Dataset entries

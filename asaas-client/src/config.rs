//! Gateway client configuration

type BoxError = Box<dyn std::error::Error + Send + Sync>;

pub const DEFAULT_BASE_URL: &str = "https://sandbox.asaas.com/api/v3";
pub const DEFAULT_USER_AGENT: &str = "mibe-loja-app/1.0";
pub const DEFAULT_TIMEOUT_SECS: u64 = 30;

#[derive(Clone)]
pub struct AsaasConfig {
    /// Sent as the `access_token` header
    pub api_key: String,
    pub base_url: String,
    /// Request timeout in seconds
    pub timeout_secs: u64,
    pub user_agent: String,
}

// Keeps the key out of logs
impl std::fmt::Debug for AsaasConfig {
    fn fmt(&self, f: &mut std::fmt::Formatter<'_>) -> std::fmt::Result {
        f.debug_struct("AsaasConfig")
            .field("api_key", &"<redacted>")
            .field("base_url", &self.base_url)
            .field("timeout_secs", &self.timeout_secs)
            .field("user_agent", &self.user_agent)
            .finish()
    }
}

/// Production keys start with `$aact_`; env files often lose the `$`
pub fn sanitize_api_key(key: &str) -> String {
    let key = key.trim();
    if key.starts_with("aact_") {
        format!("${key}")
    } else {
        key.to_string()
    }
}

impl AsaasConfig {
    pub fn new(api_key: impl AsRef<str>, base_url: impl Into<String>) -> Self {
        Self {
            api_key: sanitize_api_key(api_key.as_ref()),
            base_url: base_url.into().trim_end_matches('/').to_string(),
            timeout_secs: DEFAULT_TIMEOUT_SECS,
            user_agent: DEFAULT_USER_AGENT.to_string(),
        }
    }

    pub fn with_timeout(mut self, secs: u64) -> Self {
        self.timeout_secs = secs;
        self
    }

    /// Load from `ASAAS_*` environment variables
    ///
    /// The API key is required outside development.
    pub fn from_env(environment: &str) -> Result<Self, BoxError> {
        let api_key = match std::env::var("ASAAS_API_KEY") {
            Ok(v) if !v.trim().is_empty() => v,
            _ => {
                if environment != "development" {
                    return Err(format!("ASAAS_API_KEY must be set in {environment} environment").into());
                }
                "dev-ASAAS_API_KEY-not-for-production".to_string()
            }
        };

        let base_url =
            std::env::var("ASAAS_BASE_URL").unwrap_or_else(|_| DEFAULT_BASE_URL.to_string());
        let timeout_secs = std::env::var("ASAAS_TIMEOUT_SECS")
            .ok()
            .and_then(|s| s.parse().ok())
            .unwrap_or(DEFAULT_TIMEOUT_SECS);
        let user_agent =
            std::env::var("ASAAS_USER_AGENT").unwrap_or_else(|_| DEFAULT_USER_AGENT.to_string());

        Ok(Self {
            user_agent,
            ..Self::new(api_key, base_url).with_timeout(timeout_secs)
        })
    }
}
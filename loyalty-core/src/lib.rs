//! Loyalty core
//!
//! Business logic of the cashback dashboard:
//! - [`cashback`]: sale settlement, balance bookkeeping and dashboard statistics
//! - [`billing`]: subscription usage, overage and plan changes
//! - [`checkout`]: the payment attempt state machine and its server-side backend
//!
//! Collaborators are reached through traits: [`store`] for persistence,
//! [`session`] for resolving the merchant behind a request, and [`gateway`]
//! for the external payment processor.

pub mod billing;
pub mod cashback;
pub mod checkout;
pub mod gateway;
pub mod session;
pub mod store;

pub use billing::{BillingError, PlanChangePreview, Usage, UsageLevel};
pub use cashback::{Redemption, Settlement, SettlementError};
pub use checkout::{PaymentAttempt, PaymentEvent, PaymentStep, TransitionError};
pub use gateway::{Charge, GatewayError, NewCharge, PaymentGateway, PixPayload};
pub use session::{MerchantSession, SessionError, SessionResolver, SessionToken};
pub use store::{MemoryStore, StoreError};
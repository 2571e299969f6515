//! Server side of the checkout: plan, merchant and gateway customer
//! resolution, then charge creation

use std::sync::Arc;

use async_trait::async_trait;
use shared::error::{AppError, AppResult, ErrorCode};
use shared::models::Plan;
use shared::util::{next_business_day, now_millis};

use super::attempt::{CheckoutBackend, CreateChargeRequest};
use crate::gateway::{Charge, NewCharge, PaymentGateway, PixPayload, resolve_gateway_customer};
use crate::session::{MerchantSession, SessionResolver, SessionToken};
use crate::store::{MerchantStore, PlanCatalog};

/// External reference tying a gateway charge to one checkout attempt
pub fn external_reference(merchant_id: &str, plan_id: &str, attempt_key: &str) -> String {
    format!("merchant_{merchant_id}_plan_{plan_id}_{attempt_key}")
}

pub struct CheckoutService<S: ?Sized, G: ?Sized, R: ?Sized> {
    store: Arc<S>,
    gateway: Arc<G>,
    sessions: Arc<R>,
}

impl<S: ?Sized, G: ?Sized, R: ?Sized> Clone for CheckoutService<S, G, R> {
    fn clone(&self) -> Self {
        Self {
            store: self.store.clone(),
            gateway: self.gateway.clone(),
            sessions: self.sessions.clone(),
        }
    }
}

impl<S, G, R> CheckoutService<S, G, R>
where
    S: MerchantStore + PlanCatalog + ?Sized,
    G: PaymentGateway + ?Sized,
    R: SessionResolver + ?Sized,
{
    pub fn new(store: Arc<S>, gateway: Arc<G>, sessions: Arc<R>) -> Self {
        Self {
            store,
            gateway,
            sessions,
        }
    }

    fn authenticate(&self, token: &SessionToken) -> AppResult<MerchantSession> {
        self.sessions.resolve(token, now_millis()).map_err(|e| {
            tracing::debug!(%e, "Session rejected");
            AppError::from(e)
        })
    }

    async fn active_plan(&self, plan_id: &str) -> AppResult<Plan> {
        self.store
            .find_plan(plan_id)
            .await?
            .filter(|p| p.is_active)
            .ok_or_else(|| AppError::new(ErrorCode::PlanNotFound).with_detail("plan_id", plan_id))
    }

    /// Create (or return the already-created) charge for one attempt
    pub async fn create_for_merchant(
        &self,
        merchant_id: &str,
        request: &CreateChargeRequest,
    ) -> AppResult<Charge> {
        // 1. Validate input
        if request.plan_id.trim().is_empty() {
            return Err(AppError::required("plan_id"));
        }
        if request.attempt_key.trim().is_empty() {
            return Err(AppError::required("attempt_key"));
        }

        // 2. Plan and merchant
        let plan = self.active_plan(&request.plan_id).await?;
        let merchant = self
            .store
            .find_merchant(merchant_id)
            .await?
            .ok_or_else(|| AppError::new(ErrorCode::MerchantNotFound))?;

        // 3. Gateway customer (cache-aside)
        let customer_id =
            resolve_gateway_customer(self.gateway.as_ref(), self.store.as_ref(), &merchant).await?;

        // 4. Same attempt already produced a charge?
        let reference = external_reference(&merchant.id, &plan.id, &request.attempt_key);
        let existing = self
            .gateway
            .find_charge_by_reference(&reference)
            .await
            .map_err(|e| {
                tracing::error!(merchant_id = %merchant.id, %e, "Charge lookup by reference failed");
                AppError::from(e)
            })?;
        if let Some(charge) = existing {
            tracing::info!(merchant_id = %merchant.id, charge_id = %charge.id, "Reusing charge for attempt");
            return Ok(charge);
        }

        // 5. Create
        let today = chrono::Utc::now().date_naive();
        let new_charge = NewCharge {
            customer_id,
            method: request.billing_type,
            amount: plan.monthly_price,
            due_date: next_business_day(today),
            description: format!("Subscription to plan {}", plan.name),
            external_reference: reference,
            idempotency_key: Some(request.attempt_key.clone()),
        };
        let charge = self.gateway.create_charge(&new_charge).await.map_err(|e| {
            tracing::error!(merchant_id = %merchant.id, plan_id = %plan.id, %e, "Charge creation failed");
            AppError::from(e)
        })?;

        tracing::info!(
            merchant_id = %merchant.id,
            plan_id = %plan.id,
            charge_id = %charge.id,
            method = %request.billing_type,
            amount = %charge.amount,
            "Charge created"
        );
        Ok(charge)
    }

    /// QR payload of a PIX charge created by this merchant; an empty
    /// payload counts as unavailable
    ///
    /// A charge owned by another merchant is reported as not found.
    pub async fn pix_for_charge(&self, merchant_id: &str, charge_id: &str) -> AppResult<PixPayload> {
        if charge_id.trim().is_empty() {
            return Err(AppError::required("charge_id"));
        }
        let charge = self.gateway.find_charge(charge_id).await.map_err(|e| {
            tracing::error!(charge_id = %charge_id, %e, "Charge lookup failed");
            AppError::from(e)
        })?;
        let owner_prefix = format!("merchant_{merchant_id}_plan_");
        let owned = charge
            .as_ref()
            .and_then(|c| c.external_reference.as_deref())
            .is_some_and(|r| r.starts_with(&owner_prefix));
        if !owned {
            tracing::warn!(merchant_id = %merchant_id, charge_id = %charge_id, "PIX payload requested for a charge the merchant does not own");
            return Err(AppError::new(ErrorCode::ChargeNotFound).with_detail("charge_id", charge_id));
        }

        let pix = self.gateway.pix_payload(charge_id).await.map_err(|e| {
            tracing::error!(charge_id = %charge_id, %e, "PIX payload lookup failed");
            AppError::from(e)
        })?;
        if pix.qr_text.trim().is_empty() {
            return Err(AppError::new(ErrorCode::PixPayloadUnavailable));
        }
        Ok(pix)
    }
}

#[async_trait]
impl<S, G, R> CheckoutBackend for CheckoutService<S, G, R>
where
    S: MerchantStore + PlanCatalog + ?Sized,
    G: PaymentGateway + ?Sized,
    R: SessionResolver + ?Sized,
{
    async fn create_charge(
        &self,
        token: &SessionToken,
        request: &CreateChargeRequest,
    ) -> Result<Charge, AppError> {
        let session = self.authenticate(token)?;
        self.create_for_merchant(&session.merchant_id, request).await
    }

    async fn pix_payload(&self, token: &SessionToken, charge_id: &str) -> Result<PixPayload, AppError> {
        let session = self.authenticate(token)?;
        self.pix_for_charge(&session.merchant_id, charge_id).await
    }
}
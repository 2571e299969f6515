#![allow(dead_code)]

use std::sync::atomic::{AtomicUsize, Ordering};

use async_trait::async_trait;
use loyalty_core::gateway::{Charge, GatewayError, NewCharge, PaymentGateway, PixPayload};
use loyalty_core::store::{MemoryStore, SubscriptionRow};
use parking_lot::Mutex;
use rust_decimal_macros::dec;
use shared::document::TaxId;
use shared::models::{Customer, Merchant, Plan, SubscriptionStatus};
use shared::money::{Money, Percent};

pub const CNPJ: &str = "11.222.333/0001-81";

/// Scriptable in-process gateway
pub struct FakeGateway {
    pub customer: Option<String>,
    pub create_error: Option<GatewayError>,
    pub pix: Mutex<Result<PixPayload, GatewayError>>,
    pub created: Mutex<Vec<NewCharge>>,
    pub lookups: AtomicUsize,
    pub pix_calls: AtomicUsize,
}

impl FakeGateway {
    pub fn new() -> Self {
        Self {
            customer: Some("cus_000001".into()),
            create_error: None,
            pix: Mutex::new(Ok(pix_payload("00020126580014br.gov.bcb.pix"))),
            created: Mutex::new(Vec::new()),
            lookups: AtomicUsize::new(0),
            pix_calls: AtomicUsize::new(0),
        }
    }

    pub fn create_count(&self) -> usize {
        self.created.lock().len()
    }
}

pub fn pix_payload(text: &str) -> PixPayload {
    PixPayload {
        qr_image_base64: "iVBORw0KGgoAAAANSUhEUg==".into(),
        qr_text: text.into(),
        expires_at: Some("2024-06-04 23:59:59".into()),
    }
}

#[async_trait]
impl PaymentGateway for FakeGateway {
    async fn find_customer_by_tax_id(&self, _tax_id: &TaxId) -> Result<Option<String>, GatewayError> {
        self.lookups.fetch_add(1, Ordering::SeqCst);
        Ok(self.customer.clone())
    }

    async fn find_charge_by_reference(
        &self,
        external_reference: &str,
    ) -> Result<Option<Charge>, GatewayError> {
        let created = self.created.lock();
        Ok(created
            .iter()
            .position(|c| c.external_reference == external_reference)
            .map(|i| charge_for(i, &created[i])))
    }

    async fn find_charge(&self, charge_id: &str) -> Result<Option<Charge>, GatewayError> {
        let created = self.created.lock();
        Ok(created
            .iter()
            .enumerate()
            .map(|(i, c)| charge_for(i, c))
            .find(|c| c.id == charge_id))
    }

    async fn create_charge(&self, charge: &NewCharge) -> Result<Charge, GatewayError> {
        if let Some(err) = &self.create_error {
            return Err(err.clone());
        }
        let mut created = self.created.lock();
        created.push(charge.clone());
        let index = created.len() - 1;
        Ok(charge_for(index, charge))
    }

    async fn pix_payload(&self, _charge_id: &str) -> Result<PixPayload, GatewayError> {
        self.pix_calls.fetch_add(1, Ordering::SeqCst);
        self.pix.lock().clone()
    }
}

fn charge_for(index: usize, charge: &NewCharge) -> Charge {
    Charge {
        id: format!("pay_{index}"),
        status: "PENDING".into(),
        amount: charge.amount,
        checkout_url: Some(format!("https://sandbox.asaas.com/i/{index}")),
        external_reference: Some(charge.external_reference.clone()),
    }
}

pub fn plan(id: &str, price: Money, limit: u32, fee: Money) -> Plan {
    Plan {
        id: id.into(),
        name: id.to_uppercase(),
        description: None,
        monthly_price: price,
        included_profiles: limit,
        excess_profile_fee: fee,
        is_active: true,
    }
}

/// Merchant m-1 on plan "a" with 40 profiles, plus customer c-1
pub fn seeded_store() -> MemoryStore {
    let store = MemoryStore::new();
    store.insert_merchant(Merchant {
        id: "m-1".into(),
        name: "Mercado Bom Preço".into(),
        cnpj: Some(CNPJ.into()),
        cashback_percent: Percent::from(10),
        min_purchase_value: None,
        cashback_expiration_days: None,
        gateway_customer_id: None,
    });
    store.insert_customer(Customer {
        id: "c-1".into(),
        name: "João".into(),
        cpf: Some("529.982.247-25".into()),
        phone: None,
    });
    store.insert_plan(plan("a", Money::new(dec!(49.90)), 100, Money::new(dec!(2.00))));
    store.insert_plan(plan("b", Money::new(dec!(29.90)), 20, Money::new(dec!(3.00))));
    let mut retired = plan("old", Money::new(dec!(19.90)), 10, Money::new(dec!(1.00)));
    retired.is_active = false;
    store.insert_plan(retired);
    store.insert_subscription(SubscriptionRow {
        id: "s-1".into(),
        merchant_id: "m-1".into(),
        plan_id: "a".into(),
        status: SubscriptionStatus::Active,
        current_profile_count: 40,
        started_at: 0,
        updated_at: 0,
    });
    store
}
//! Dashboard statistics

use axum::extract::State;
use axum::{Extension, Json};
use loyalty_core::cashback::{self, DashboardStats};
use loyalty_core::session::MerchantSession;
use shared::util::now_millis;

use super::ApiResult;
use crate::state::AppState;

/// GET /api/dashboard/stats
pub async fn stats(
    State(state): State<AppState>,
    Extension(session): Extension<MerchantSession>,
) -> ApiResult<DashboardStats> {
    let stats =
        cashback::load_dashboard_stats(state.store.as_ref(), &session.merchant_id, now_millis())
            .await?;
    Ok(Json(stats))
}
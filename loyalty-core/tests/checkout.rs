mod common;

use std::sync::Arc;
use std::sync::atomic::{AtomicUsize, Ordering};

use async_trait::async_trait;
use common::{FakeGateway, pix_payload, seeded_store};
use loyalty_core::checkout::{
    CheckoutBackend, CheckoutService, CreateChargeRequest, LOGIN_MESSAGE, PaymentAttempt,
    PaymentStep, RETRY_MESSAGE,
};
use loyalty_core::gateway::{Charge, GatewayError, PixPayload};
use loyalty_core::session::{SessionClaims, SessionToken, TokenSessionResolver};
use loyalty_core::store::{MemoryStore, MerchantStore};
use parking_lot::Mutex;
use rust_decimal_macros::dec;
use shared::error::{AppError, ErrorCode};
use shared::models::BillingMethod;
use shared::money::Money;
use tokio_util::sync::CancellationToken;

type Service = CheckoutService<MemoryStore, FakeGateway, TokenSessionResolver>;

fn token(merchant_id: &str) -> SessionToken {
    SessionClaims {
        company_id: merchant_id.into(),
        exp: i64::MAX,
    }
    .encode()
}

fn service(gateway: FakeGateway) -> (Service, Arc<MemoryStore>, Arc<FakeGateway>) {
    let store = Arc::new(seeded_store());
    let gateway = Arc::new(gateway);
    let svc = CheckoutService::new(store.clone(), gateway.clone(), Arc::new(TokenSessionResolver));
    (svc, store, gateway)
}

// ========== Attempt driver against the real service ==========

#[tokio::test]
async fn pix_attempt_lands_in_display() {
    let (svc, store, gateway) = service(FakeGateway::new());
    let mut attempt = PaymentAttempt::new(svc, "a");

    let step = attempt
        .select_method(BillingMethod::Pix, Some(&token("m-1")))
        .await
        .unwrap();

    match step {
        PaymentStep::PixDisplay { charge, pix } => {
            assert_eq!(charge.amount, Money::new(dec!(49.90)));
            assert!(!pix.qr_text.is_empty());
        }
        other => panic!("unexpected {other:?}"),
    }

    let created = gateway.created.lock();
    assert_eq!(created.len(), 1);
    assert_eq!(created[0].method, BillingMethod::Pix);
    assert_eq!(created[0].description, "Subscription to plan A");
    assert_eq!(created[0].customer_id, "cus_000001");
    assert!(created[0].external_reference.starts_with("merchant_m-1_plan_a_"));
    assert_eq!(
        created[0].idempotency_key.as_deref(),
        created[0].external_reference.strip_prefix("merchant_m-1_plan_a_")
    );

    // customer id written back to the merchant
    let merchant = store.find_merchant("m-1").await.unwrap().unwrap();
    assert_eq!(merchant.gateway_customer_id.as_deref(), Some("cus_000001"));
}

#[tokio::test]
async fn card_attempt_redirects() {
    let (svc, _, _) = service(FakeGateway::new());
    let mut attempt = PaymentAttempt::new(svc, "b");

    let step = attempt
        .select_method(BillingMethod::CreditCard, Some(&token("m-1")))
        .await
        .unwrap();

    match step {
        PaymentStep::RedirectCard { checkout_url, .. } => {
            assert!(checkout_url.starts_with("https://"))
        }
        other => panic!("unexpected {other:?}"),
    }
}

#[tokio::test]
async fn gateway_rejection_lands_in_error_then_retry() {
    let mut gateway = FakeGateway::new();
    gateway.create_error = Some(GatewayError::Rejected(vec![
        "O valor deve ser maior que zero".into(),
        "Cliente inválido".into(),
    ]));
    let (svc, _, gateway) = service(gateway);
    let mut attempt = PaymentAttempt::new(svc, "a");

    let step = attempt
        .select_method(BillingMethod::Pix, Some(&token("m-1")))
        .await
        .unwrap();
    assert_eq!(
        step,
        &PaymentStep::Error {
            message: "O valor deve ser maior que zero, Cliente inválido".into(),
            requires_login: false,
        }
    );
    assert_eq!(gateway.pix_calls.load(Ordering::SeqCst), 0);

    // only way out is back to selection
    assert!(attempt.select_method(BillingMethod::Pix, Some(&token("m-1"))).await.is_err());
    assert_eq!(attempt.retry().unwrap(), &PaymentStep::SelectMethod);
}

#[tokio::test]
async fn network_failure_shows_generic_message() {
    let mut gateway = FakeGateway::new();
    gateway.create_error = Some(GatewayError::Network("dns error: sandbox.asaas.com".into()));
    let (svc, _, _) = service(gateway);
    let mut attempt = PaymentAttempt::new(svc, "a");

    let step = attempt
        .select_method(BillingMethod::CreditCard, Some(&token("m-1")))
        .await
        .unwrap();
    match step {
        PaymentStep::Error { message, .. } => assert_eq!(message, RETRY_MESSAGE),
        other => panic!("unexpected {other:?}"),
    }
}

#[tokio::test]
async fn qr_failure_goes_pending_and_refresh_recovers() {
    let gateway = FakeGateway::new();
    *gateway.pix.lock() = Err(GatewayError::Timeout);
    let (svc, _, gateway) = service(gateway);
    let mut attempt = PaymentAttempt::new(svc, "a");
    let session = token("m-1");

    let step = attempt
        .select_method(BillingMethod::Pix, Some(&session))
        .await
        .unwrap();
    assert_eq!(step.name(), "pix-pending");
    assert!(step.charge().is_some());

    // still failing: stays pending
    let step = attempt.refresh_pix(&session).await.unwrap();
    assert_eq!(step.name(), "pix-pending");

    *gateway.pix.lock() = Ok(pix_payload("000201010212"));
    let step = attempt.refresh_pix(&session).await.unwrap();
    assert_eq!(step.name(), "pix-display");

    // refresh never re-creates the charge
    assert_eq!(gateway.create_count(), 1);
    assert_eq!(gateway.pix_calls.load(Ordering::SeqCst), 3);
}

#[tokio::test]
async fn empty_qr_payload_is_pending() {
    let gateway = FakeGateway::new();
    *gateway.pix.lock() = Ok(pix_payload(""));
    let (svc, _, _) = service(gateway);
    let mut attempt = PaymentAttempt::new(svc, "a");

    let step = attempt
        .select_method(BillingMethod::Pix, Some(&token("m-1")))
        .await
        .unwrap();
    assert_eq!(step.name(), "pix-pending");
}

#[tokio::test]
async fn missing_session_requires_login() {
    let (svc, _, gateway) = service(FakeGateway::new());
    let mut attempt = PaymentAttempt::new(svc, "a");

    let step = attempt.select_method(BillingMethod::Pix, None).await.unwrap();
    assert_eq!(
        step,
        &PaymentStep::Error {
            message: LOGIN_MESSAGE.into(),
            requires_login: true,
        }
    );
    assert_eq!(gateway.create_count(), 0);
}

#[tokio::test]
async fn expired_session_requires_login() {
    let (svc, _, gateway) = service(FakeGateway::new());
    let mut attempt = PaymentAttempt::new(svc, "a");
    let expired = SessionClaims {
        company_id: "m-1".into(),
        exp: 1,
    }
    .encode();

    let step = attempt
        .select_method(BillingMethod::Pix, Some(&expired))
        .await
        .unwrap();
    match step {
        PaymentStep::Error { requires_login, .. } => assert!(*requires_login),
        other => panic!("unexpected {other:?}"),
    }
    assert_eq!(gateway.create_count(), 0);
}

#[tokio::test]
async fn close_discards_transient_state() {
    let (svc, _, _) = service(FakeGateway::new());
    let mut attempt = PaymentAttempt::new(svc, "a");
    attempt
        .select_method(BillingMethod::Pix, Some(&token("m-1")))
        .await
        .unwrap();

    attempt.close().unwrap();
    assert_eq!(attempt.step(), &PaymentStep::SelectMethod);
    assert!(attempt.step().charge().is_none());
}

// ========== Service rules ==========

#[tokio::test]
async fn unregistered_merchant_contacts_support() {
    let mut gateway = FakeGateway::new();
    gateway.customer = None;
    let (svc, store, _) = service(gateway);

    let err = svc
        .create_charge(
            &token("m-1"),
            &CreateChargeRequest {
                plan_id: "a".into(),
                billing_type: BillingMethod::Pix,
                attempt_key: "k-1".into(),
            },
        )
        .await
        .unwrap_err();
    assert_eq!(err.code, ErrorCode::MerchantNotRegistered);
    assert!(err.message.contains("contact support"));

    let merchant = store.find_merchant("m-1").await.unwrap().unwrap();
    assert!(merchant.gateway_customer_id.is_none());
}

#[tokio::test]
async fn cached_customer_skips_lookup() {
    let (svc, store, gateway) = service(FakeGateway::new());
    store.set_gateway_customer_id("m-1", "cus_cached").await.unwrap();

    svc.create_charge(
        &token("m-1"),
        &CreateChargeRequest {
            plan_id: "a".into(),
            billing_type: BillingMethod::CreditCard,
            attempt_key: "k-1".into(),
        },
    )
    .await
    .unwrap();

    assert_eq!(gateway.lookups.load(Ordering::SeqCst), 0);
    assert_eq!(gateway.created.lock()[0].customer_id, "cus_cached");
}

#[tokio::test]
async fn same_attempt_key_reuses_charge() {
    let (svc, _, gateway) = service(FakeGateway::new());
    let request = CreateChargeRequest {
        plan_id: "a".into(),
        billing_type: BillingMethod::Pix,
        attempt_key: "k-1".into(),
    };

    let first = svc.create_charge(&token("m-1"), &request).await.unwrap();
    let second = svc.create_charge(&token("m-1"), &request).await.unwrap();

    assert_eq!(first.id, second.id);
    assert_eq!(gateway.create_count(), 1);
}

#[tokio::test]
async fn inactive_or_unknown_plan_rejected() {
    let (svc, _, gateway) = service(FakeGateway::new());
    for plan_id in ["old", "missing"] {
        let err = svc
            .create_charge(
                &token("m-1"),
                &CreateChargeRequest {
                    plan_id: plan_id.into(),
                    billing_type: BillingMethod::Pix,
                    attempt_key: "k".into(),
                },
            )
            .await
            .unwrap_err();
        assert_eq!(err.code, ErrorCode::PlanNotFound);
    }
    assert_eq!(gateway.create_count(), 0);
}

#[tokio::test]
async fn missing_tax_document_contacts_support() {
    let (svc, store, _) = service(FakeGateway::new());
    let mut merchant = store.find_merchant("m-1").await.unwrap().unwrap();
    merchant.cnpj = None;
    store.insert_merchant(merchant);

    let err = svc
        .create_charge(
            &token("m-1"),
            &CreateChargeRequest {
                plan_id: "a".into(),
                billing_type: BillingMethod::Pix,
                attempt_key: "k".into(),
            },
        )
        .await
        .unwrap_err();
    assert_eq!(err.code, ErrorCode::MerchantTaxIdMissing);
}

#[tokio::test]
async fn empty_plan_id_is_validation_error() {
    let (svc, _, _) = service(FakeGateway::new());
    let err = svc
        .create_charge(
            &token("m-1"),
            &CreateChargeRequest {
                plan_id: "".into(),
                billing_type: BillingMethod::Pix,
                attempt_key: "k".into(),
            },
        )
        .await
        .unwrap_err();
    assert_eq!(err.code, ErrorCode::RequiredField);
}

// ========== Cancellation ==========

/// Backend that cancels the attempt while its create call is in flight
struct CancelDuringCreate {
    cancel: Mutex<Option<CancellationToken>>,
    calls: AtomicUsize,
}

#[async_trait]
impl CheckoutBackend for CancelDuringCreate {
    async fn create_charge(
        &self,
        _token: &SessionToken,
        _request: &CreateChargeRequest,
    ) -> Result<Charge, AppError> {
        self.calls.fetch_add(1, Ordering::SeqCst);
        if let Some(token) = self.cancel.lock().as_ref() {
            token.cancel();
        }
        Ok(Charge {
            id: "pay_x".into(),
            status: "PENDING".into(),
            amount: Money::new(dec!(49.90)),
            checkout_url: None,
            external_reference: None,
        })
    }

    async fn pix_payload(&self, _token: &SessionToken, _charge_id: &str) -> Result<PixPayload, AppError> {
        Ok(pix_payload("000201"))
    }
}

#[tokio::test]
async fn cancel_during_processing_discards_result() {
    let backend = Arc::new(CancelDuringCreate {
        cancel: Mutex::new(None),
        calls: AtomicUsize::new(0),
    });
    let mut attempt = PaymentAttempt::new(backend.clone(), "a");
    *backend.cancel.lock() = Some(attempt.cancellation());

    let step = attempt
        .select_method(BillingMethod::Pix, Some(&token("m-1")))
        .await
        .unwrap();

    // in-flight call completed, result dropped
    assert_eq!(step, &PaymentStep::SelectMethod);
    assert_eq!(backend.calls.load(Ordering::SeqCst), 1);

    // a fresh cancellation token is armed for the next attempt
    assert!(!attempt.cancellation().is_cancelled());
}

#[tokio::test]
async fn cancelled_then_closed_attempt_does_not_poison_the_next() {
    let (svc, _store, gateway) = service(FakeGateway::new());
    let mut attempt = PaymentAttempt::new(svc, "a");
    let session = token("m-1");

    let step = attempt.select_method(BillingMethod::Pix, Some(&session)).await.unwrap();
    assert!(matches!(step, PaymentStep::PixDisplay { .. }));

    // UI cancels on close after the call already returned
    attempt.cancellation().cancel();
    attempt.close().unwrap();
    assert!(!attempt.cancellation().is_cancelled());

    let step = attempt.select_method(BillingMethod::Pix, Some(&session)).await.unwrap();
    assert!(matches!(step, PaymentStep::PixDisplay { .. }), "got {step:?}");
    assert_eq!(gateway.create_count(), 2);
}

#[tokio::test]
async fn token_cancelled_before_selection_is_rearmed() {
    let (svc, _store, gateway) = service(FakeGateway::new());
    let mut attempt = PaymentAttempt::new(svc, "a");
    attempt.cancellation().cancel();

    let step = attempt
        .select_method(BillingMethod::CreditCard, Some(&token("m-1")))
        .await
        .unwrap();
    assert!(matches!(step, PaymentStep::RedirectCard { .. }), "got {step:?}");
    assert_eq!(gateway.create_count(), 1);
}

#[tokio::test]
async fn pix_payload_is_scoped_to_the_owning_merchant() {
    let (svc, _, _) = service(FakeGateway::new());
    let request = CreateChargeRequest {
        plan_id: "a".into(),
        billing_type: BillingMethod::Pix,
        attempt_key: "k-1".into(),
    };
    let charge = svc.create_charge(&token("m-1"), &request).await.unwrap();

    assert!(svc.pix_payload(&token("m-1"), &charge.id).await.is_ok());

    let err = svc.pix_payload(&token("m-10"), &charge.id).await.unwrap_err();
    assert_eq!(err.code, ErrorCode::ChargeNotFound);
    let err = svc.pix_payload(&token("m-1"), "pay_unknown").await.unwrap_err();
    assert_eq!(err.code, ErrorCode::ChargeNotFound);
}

Exercise directions =
Make a list of all lines in the data that contain "zero".

Answer area =
        "O valor deve ser maior que zero".into(),
            message: "O valor deve ser maior que zero, Cliente inválido".into(),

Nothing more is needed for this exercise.